* [REQUIRED WORK]
I need the lines below from the one with "and gradient-boosted trees" down to the one with "pub mod pipeline;" reproduced exactly, both ends included, and nothing else.

* [RECORDS FOR THE EXERCISE]

# # # # #

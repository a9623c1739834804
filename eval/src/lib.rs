// SPDX-License-Identifier: AGPL-3.0-or-later
// SPDX-FileCopyrightText: 2024 Hyperpolymath

//! Leakage-safe model selection and evaluation for true/false claim classifiers
//!
//! This crate provides:
//! - Feature-table loading and a synthetic generator
//! - Stratified train/test split and repeated stratified k-fold assignment
//! - Train-only standardization, refitted inside every fold
//! - Elastic-net logistic regression and gradient-boosted trees
//! - Parallel, seeded cross-validated grid search
//! - ROC analysis with Youden's-J threshold selection
//! - Confusion-matrix metrics, comparison tables and model cards

pub mod boosting;
pub mod datasets;
pub mod elastic_net;
pub mod error;
pub mod folds;
pub mod grid;
pub mod metrics;
pub mod model_card;
pub mod pipeline;
pub mod report;
pub mod roc;
pub mod scaling;
pub mod search;
pub mod seed;
pub mod split;
pub mod trainers;
pub mod tree;

pub use datasets::{Dataset, FeatureRecord};
pub use error::{EvalError, Result};
pub use folds::{assign_folds, FoldPlan};
pub use grid::{HyperparameterGrid, ParamSet, ParamValue};
pub use metrics::{evaluate, ConfusionMatrix, MetricsReport};
pub use model_card::{ModelCard, ModelCardBuilder};
pub use pipeline::{EvaluationPipeline, EvaluationResults, ModelSpec, PipelineConfig};
pub use report::ComparisonTable;
pub use roc::{select_threshold, RocCurve, ThresholdSelection};
pub use scaling::{FeatureScaler, ScalingParameters};
pub use search::{CvResult, HyperparameterSearch, SearchOutcome};
pub use seed::{SeedContext, SeedStream};
pub use split::{stratified_split, Split};
pub use trainers::{ModelKind, ModelTrainer, TrainedModel};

# # # # #

* [WRITTEN RESPONSE]
//! - Elastic-net logistic regression and gradient-boosted trees
//! - Parallel, seeded cross-validated grid search
//! - ROC analysis with Youden's-J threshold selection
//! - Confusion-matrix metrics, comparison tables and model cards

pub mod boosting;
pub mod datasets;
pub mod elastic_net;
pub mod error;
pub mod folds;
pub mod grid;
pub mod metrics;
pub mod model_card;
pub mod pipeline;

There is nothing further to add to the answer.